IRR: Even Cash Flows

Williams and Park Accounting Practice is considering investing in a new computer system that costs $9,000 and would reduce processing costs by $2,000 a year for the next six years.

Required:

Calculate the internal rate of return, using the time value of money charts. Round your answer to the nearest whole number. Do not round your interim calculations. Do not enter the percent sign (%).

To calculate the internal rate of return (IRR) for the investment, you need to find the discount rate that will make the present value of the cash inflows equal to the initial investment of $9,000.

In this case, the cash flows are represented by the reduction in processing costs, which is $2,000 per year for six years.

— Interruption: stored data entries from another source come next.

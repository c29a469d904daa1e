//! Cuisine Atlas: Region → Subregion → country cuisine, plus the lossy
//! mapping from each cuisine to the category vocabulary used by external
//! recipe providers.
//!
//! Coverage is intentionally partial. Unknown cuisines resolve to `None` or
//! an empty sister list rather than an error.

use serde::Deserialize;
use std::collections::{BTreeMap, HashMap, HashSet};

use crate::services::knowledge::KnowledgeError;

/// Normalize a cuisine key: lower-case, `_`/`-` become spaces, whitespace collapsed.
pub fn normalize_cuisine(raw: &str) -> String {
    raw.to_lowercase()
        .replace(['_', '-'], " ")
        .split_whitespace()
        .collect::<Vec<_>>()
        .join(" ")
}

/// Title-case a normalized cuisine key for display ("puerto rican" → "Puerto Rican").
pub fn display_cuisine(key: &str) -> String {
    key.split_whitespace()
        .map(|word| {
            let mut chars = word.chars();
            match chars.next() {
                Some(first) => first.to_uppercase().chain(chars).collect(),
                None => String::new(),
            }
        })
        .collect::<Vec<String>>()
        .join(" ")
}

#[derive(Debug, Deserialize)]
struct AtlasFile {
    regions: BTreeMap<String, RegionEntry>,
    #[serde(default)]
    provider_categories: BTreeMap<String, String>,
}

#[derive(Debug, Deserialize)]
struct RegionEntry {
    name: String,
    subregions: BTreeMap<String, SubregionEntry>,
}

#[derive(Debug, Deserialize)]
struct SubregionEntry {
    name: String,
    cuisines: Vec<String>,
}

/// Where a cuisine sits in the atlas.
#[derive(Debug, Clone, PartialEq, Eq)]
pub struct Region {
    pub region_key: String,
    pub region_name: String,
    pub subregion_key: String,
    pub subregion_name: String,
}

#[derive(Debug, Clone)]
pub struct CuisineNode {
    pub key: String,
    pub display_name: String,
    pub region: Region,
}

/// Immutable after load.
#[derive(Debug, Clone)]
pub struct CuisineAtlas {
    cuisines: HashMap<String, CuisineNode>,
    /// (region key, subregion key) → member cuisines in file order
    members: HashMap<(String, String), Vec<String>>,
    provider_categories: HashMap<String, String>,
    /// Lower-cased provider category vocabulary
    category_vocabulary: HashSet<String>,
}

impl CuisineAtlas {
    /// Build the atlas from its JSON document. A cuisine listed under two
    /// subregions is rejected.
    pub fn from_json(json: &str) -> Result<Self, KnowledgeError> {
        let file: AtlasFile = serde_json::from_str(json)?;

        let mut cuisines = HashMap::new();
        let mut members = HashMap::new();

        for (region_key, region) in &file.regions {
            for (subregion_key, subregion) in &region.subregions {
                let mut keys = Vec::with_capacity(subregion.cuisines.len());
                for raw in &subregion.cuisines {
                    let key = normalize_cuisine(raw);
                    let node = CuisineNode {
                        key: key.clone(),
                        display_name: display_cuisine(&key),
                        region: Region {
                            region_key: region_key.clone(),
                            region_name: region.name.clone(),
                            subregion_key: subregion_key.clone(),
                            subregion_name: subregion.name.clone(),
                        },
                    };
                    if cuisines.insert(key.clone(), node).is_some() {
                        return Err(KnowledgeError::DuplicateCuisine(key));
                    }
                    keys.push(key);
                }
                members.insert((region_key.clone(), subregion_key.clone()), keys);
            }
        }

        let provider_categories: HashMap<String, String> = file
            .provider_categories
            .into_iter()
            .map(|(cuisine, category)| (normalize_cuisine(&cuisine), category))
            .collect();
        let category_vocabulary = provider_categories
            .values()
            .map(|c| normalize_cuisine(c))
            .collect();

        Ok(Self {
            cuisines,
            members,
            provider_categories,
            category_vocabulary,
        })
    }

    pub fn node(&self, cuisine: &str) -> Option<&CuisineNode> {
        self.cuisines.get(&normalize_cuisine(cuisine))
    }

    pub fn region_of(&self, cuisine: &str) -> Option<&Region> {
        self.node(cuisine).map(|n| &n.region)
    }

    /// Other members of the cuisine's subregion, in atlas order.
    pub fn sisters_of(&self, cuisine: &str) -> Vec<String> {
        let Some(node) = self.node(cuisine) else {
            return Vec::new();
        };
        let subregion = (node.region.region_key.clone(), node.region.subregion_key.clone());
        self.members
            .get(&subregion)
            .map(|keys| keys.iter().filter(|k| **k != node.key).cloned().collect())
            .unwrap_or_default()
    }

    /// Coarse provider category for a cuisine (many-to-one).
    pub fn provider_category_of(&self, cuisine: &str) -> Option<&str> {
        self.provider_categories
            .get(&normalize_cuisine(cuisine))
            .map(String::as_str)
    }

    /// Whether the term is itself part of the provider category vocabulary
    /// (e.g. "Mexican", "Indian").
    pub fn is_provider_category(&self, term: &str) -> bool {
        self.category_vocabulary.contains(&normalize_cuisine(term))
    }

    pub fn contains(&self, cuisine: &str) -> bool {
        self.node(cuisine).is_some()
    }

    pub fn cuisine_count(&self) -> usize {
        self.cuisines.len()
    }
}

#[cfg(test)]
mod tests {
    use super::*;

    const FIXTURE: &str = r#"{
        "regions": {
            "african": { "name": "African", "subregions": {
                "east_african": { "name": "East African", "cuisines": ["ethiopian", "kenyan", "somali"] }
            }},
            "american": { "name": "American", "subregions": {
                "north_american": { "name": "North American", "cuisines": ["mexican", "american", "Tex-Mex"] }
            }}
        },
        "provider_categories": { "ethiopian": "African", "mexican": "Mexican", "tex-mex": "Mexican" }
    }"#;

    fn atlas() -> CuisineAtlas {
        CuisineAtlas::from_json(FIXTURE).unwrap()
    }

    #[test]
    fn test_region_lookup() {
        let atlas = atlas();
        let region = atlas.region_of("Ethiopian").unwrap();
        assert_eq!(region.region_name, "African");
        assert_eq!(region.subregion_key, "east_african");
        assert!(atlas.region_of("atlantean").is_none());
    }

    #[test]
    fn test_sisters_exclude_self_and_keep_order() {
        let atlas = atlas();
        assert_eq!(atlas.sisters_of("ethiopian"), vec!["kenyan", "somali"]);
        assert_eq!(atlas.sisters_of("tex_mex"), vec!["mexican", "american"]);
        assert!(atlas.sisters_of("atlantean").is_empty());
    }

    #[test]
    fn test_provider_category_mapping() {
        let atlas = atlas();
        assert_eq!(atlas.provider_category_of("ethiopian"), Some("African"));
        assert_eq!(atlas.provider_category_of("TEX-MEX"), Some("Mexican"));
        assert_eq!(atlas.provider_category_of("kenyan"), None);
        assert!(atlas.is_provider_category("mexican"));
        assert!(atlas.is_provider_category("African"));
        assert!(!atlas.is_provider_category("ethiopian"));
    }

    #[test]
    fn test_duplicate_cuisine_rejected() {
        let json = r#"{"regions": {"a": {"name": "A", "subregions": {
            "x": {"name": "X", "cuisines": ["thai"]},
            "y": {"name": "Y", "cuisines": ["thai"]}
        }}}}"#;
        assert!(matches!(
            CuisineAtlas::from_json(json),
            Err(KnowledgeError::DuplicateCuisine(c)) if c == "thai"
        ));
    }

    #[test]
    fn test_subregion_key_reused_across_regions_stays_separate() {
        let json = r#"{"regions": {
            "asian": {"name": "Asian", "subregions": {
                "coastal": {"name": "Coastal", "cuisines": ["thai", "vietnamese"]}
            }},
            "european": {"name": "European", "subregions": {
                "coastal": {"name": "Coastal", "cuisines": ["portuguese", "galician"]}
            }}
        }}"#;
        let atlas = CuisineAtlas::from_json(json).unwrap();
        assert_eq!(atlas.sisters_of("thai"), vec!["vietnamese"]);
        assert_eq!(atlas.sisters_of("portuguese"), vec!["galician"]);
    }

    #[test]
    fn test_display_names() {
        assert_eq!(display_cuisine("puerto rican"), "Puerto Rican");
        assert_eq!(atlas().node("tex-mex").unwrap().display_name, "Tex Mex");
    }
}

To find the IRR using time value of money charts, you can follow these steps:

1. Calculate the present value of the cash inflows for each year using the discount rate.
- Year 1: $2,000 / (1 + r)^1
- Year 2: $2,000 / (1 + r)^2
- Year 3: $2,000 / (1 + r)^3
- Year 4: $2,000 / (1 + r)^4
- Year 5: $2,000 / (1 + r)^5
- Year 6: $2,000 / (1 + r)^6

2. Sum up the present values of the cash inflows.
- PV = Present Value

PV = ($2,000 / (1 + r)^1) + ($2,000 / (1 + r)^2) + ($2,000 / (1 + r)^3) + ($2,000 / (1 + r)^4) + ($2,000 / (1 + r)^5) + ($2,000 / (1 + r)^6)

3. Set up the equation to solve for the discount rate (IRR).
- PV = $9,000
- Solve for r.

($2,000 / (1 + r)^1) + ($2,000 / (1 + r)^2) + ($2,000 / (1 + r)^3) + ($2,000 / (1 + r)^4) + ($2,000 / (1 + r)^5) + ($2,000 / (1 + r)^6) = $9,000

4. Use a financial calculator, spreadsheet software, or trial and error to find the discount rate (IRR) that satisfies the equation in step 3.

Alternatively, you can use the IRR function in spreadsheet software like Microsoft Excel to calculate the IRR directly by providing the cash flows and solving for the rate.

Once you have determined the discount rate that satisfies the equation, round it to the nearest whole number, and that will be your internal rate of return (IRR) for the investment.